---------- INPUT FOR THIS TASK ----------

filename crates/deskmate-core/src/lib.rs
// SPDX-FileCopyrightText: 2026 Deskmate Contributors
// SPDX-License-Identifier: MIT OR Apache-2.0

//! Core library for the Deskmate employee assistant.
//!
//! This crate provides the foundational trait definitions, error type, and
//! common types used throughout the Deskmate workspace. The provider,
//! memory, storage, and agent crates all build on what is defined here.

pub mod error;
pub mod traits;
pub mod types;

// Re-export key items at crate root for ergonomic imports.
pub use error::DeskmateError;
pub use traits::{CompletionProvider, MemoryGateway};
pub use types::{
    ChatMessage, ChatSession, ChatTurn, CompletionRequest, CompletionResponse, Employee,
    MemoryCategory, MemoryRecord, ResponseFormat, TokenUsage, ToolCallRequest, ToolSpec,
};
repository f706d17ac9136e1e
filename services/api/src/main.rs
use loan_risk_api::run;

#[tokio::main]
async fn main() {
    if let Err(err) = run().await {
        eprintln!("application error: {err}");
        std::process::exit(1);
    }
}
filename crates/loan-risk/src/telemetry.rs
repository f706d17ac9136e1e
use crate::config::TelemetryConfig;
use std::fmt;
use tracing_subscriber::filter::ParseError;
use tracing_subscriber::EnvFilter;

#[derive(Debug)]
pub enum TelemetryError {
    EnvFilter { value: String, source: ParseError },
    Subscriber(Box<dyn std::error::Error + Send + Sync>),
}

impl fmt::Display for TelemetryError {
    fn fmt(&self, f: &mut fmt::Formatter<'_>) -> fmt::Result {
        match self {
            TelemetryError::EnvFilter { value, .. } => {
                write!(
                    f,
                    "invalid log level/filter '{}': unable to build EnvFilter",
                    value
                )
            }
            TelemetryError::Subscriber(err) => write!(f, "telemetry error: {err}"),
        }
    }
}

impl std::error::Error for TelemetryError {
    fn source(&self) -> Option<&(dyn std::error::Error + 'static)> {
        match self {
            TelemetryError::EnvFilter { source, .. } => Some(source),
            TelemetryError::Subscriber(err) => Some(&**err),
        }
    }
}

/// Installs the global subscriber. `RUST_LOG` wins over the configured level.
pub fn init(config: &TelemetryConfig) -> Result<(), TelemetryError> {
    let env_filter = match EnvFilter::try_from_default_env() {
        Ok(filter) => filter,
        Err(_) => filter_from(&config.log_level)?,
    };

    tracing_subscriber::fmt()
        .with_env_filter(env_filter)
        .with_target(false)
        .compact()
        .with_ansi(false)
        .try_init()
        .map_err(TelemetryError::Subscriber)
}

pub(crate) fn filter_from(directives: &str) -> Result<EnvFilter, TelemetryError> {
    EnvFilter::try_new(directives).map_err(|source| TelemetryError::EnvFilter {
        value: directives.to_string(),
        source,
    })
}
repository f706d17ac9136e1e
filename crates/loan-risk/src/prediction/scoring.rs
use std::path::Path;
use std::sync::Arc;

use serde::Serialize;
use tracing::debug;

use super::encoding::{FeatureVector, FEATURE_COLUMNS};
use super::model::{BinaryClassifier, LoadedModel, ModelLoader};

/// Error raised by the scoring adapter.
#[derive(Debug, Clone, PartialEq, thiserror::Error)]
pub enum ScoringError {
    #[error("classifier unavailable ({source_name}): {reason}")]
    ModelUnavailable { source_name: String, reason: String },
    #[error("feature schema mismatch: {detail}")]
    EncodingMismatch { detail: String },
}

/// Hard decision of the classifier; 1 means high risk of default.
#[derive(Debug, Clone, Copy, PartialEq, Eq, Serialize)]
#[serde(rename_all = "snake_case")]
pub enum RiskLabel {
    LowRisk,
    HighRisk,
}

impl RiskLabel {
    pub const fn from_class(class: u8) -> Self {
        if class == 1 {
            Self::HighRisk
        } else {
            Self::LowRisk
        }
    }

    pub const fn class(self) -> u8 {
        match self {
            Self::LowRisk => 0,
            Self::HighRisk => 1,
        }
    }

    pub const fn verdict(self) -> &'static str {
        match self {
            Self::HighRisk => "High Risk of Default",
            Self::LowRisk => "Low Risk Applicant",
        }
    }
}

/// Scoring result for one applicant.
#[derive(Debug, Clone, Copy, PartialEq)]
pub struct RiskAssessment {
    pub label: RiskLabel,
    /// Probability of default (positive class).
    pub probability: f64,
}

impl RiskAssessment {
    pub fn verdict(&self) -> &'static str {
        self.label.verdict()
    }

    /// Probability as a percentage with two decimals, e.g. `"37.52%"`.
    pub fn probability_percent(&self) -> String {
        format!("{:.2}%", self.probability * 100.0)
    }
}

/// Scoring adapter over a shared, read-only classifier handle.
pub struct RiskScorer<C> {
    classifier: Arc<C>,
}

impl<C> Clone for RiskScorer<C> {
    fn clone(&self) -> Self {
        Self {
            classifier: Arc::clone(&self.classifier),
        }
    }
}

impl RiskScorer<LoadedModel> {
    /// Load the artifact once and wrap it. Fails with `ModelUnavailable` or,
    /// when the artifact was trained on another column layout, `EncodingMismatch`.
    pub fn from_artifact_path<P: AsRef<Path>>(path: P) -> Result<Self, ScoringError> {
        let model = ModelLoader::new().load(path)?;
        Self::new(Arc::new(model))
    }
}

impl<C> RiskScorer<C>
where
    C: BinaryClassifier + 'static,
{
    pub fn new(classifier: Arc<C>) -> Result<Self, ScoringError> {
        check_schema(classifier.feature_names(), &FEATURE_COLUMNS)?;
        Ok(Self { classifier })
    }

    pub fn classifier(&self) -> &C {
        &self.classifier
    }

    pub fn score(&self, features: &FeatureVector) -> Result<RiskAssessment, ScoringError> {
        check_schema(self.classifier.feature_names(), features.columns())?;

        let row = features.values();
        let class = self.classifier.predict(row);
        if class > 1 {
            return Err(ScoringError::EncodingMismatch {
                detail: format!("classifier produced non-binary label {class}"),
            });
        }
        let [_, positive] = self.classifier.predict_proba(row);
        let probability = positive.clamp(0.0, 1.0);

        let assessment = RiskAssessment {
            label: RiskLabel::from_class(class),
            probability,
        };
        debug!(
            label = assessment.label.class(),
            probability = assessment.probability,
            "applicant scored"
        );
        Ok(assessment)
    }
}

fn check_schema(expected: &[String], provided: &[&str]) -> Result<(), ScoringError> {
    if expected.len() != provided.len() {
        return Err(ScoringError::EncodingMismatch {
            detail: format!(
                "classifier expects {} features, encoder produced {}",
                expected.len(),
                provided.len()
            ),
        });
    }

    for (index, (want, got)) in expected.iter().zip(provided.iter().copied()).enumerate() {
        if want.as_str() != got {
            return Err(ScoringError::EncodingMismatch {
                detail: format!("column {index} is '{got}', classifier expects '{want}'"),
            });
        }
    }

    Ok(())
}
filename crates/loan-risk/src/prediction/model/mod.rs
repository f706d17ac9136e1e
//! Trained classifier artifacts and the loader that brings them into memory.

mod artifact;
mod loader;

pub use artifact::{ClassifierSpec, DecisionTree, ModelArtifact, TreeNode};
pub use loader::{LoadedModel, ModelLoader};

/// Two-call contract the scoring adapter needs from a trained binary classifier.
pub trait BinaryClassifier: Send + Sync {
    /// Column names the classifier expects, in order.
    fn feature_names(&self) -> &[String];

    /// Class distribution `[p(label 0), p(label 1)]` for one row.
    fn predict_proba(&self, row: &[f64]) -> [f64; 2];

    /// Hard decision: the class with the higher probability, ties going to 0.
    fn predict(&self, row: &[f64]) -> u8 {
        let [negative, positive] = self.predict_proba(row);
        u8::from(positive > negative)
    }
}
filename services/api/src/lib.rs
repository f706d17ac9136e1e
mod cli;
mod infra;
mod predict;
mod routes;
mod server;

use loan_risk::error::AppError;

pub async fn run() -> Result<(), AppError> {
    cli::run().await
}
use std::env;
use std::fmt;
use std::net::{IpAddr, SocketAddr};
use std::path::PathBuf;

const DEFAULT_MODEL_PATH: &str = "models/best_loan_model.json";

/// Distinguishes runtime behavior for different stages of the service.
#[derive(Debug, Clone, Copy, PartialEq, Eq)]
pub enum AppEnvironment {
    Development,
    Test,
    Production,
}

impl AppEnvironment {
    fn from_str(value: &str) -> Self {
        match value.trim().to_ascii_lowercase().as_str() {
            "prod" | "production" => Self::Production,
            "test" | "ci" => Self::Test,
            _ => Self::Development,
        }
    }
}

/// Top-level configuration for the application.
#[derive(Debug, Clone)]
pub struct AppConfig {
    pub environment: AppEnvironment,
    pub server: ServerConfig,
    pub telemetry: TelemetryConfig,
    pub model: ModelConfig,
}

impl AppConfig {
    pub fn load() -> Result<Self, ConfigError> {
        dotenvy::dotenv().ok();

        let environment = AppEnvironment::from_str(
            &env::var("APP_ENV").unwrap_or_else(|_| "development".to_string()),
        );

        let host = env::var("APP_HOST").unwrap_or_else(|_| "127.0.0.1".to_string());
        let port = env::var("APP_PORT")
            .unwrap_or_else(|_| "3000".to_string())
            .parse::<u16>()
            .map_err(|_| ConfigError::InvalidPort)?;

        let log_level = env::var("APP_LOG_LEVEL").unwrap_or_else(|_| "info".to_string());

        let artifact_path =
            env::var("LOAN_MODEL_PATH").unwrap_or_else(|_| DEFAULT_MODEL_PATH.to_string());
        if artifact_path.trim().is_empty() {
            return Err(ConfigError::EmptyModelPath);
        }

        Ok(Self {
            environment,
            server: ServerConfig { host, port },
            telemetry: TelemetryConfig { log_level },
            model: ModelConfig {
                artifact_path: PathBuf::from(artifact_path.trim()),
            },
        })
    }
}

/// Settings controlling the HTTP server binding.
#[derive(Debug, Clone)]
pub struct ServerConfig {
    pub host: String,
    pub port: u16,
}

impl ServerConfig {
    pub fn socket_addr(&self) -> Result<SocketAddr, ConfigError> {
        if self.host.eq_ignore_ascii_case("localhost") {
            return Ok(SocketAddr::new(IpAddr::from([127, 0, 0, 1]), self.port));
        }

        let ip: IpAddr = self
            .host
            .parse()
            .map_err(|source| ConfigError::InvalidHost { source })?;

        Ok(SocketAddr::new(ip, self.port))
    }
}

/// Tracing and metrics controls.
#[derive(Debug, Clone)]
pub struct TelemetryConfig {
    pub log_level: String,
}

/// Location of the trained classifier artifact, read once at startup.
#[derive(Debug, Clone)]
pub struct ModelConfig {
    pub artifact_path: PathBuf,
}

impl Default for ModelConfig {
    fn default() -> Self {
        Self {
            artifact_path: PathBuf::from(DEFAULT_MODEL_PATH),
        }
    }
}

#[derive(Debug)]
pub enum ConfigError {
    InvalidPort,
    InvalidHost { source: std::net::AddrParseError },
    EmptyModelPath,
}

impl fmt::Display for ConfigError {
    fn fmt(&self, f: &mut fmt::Formatter<'_>) -> fmt::Result {
        match self {
            ConfigError::InvalidPort => write!(f, "APP_PORT must be a valid u16"),
            ConfigError::InvalidHost { .. } => {
                write!(f, "APP_HOST must parse to an IPv4 or IPv6 address")
            }
            ConfigError::EmptyModelPath => write!(f, "LOAN_MODEL_PATH must not be empty"),
        }
    }
}

impl std::error::Error for ConfigError {
    fn source(&self) -> Option<&(dyn std::error::Error + 'static)> {
        match self {
            ConfigError::InvalidPort | ConfigError::EmptyModelPath => None,
            ConfigError::InvalidHost { source } => Some(source),
        }
    }
}

#[cfg(test)]
mod tests {
    use super::*;
    use std::env;
    use std::sync::{Mutex, OnceLock};

    fn env_guard() -> &'static Mutex<()> {
        static GUARD: OnceLock<Mutex<()>> = OnceLock::new();
        GUARD.get_or_init(|| Mutex::new(()))
    }

    fn reset_env() {
        env::remove_var("APP_ENV");
        env::remove_var("APP_HOST");
        env::remove_var("APP_PORT");
        env::remove_var("APP_LOG_LEVEL");
        env::remove_var("LOAN_MODEL_PATH");
    }

    #[test]
    fn load_uses_defaults_when_env_missing() {
        let _lock = env_guard().lock().expect("env mutex poisoned");
        reset_env();
        let config = AppConfig::load().expect("config loads with defaults");
        assert_eq!(config.environment, AppEnvironment::Development);
        assert_eq!(config.server.host, "127.0.0.1");
        assert_eq!(config.server.port, 3000);
        assert_eq!(config.telemetry.log_level, "info");
        assert_eq!(
            config.model.artifact_path,
            PathBuf::from("models/best_loan_model.json")
        );
    }

    #[test]
    fn accepts_localhost_host() {
        let _lock = env_guard().lock().expect("env mutex poisoned");
        reset_env();
        env::set_var("APP_HOST", "localhost");
        let config = AppConfig::load().expect("config loads");
        let addr = config.server.socket_addr().expect("localhost resolves");
        assert_eq!(addr, SocketAddr::new(IpAddr::from([127, 0, 0, 1]), 3000));
        reset_env();
    }

    #[test]
    fn rejects_unparseable_port() {
        let _lock = env_guard().lock().expect("env mutex poisoned");
        reset_env();
        env::set_var("APP_PORT", "seventy");
        assert!(matches!(AppConfig::load(), Err(ConfigError::InvalidPort)));
        reset_env();
    }

    #[test]
    fn model_path_override_and_blank_rejection() {
        let _lock = env_guard().lock().expect("env mutex poisoned");
        reset_env();
        env::set_var("LOAN_MODEL_PATH", "/srv/models/rf.json");
        env::set_var("APP_ENV", "Production");
        let config = AppConfig::load().expect("config loads");
        assert_eq!(config.model.artifact_path, PathBuf::from("/srv/models/rf.json"));
        assert_eq!(config.environment, AppEnvironment::Production);

        env::set_var("LOAN_MODEL_PATH", "   ");
        assert!(matches!(AppConfig::load(), Err(ConfigError::EmptyModelPath)));
        reset_env();
    }
}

----------

Using the material above, transcribe exactly the lines from the line with "use loan_risk::error::AppError;" to the line with "fn from_str(value: &str)"; both count, and nothing else goes in.

= ANSWER BOX =
use loan_risk::error::AppError;

pub async fn run() -> Result<(), AppError> {
    cli::run().await
}
use std::env;
use std::fmt;
use std::net::{IpAddr, SocketAddr};
use std::path::PathBuf;

const DEFAULT_MODEL_PATH: &str = "models/best_loan_model.json";

/// Distinguishes runtime behavior for different stages of the service.
#[derive(Debug, Clone, Copy, PartialEq, Eq)]
pub enum AppEnvironment {
    Development,
    Test,
    Production,
}

impl AppEnvironment {
    fn from_str(value: &str) -> Self {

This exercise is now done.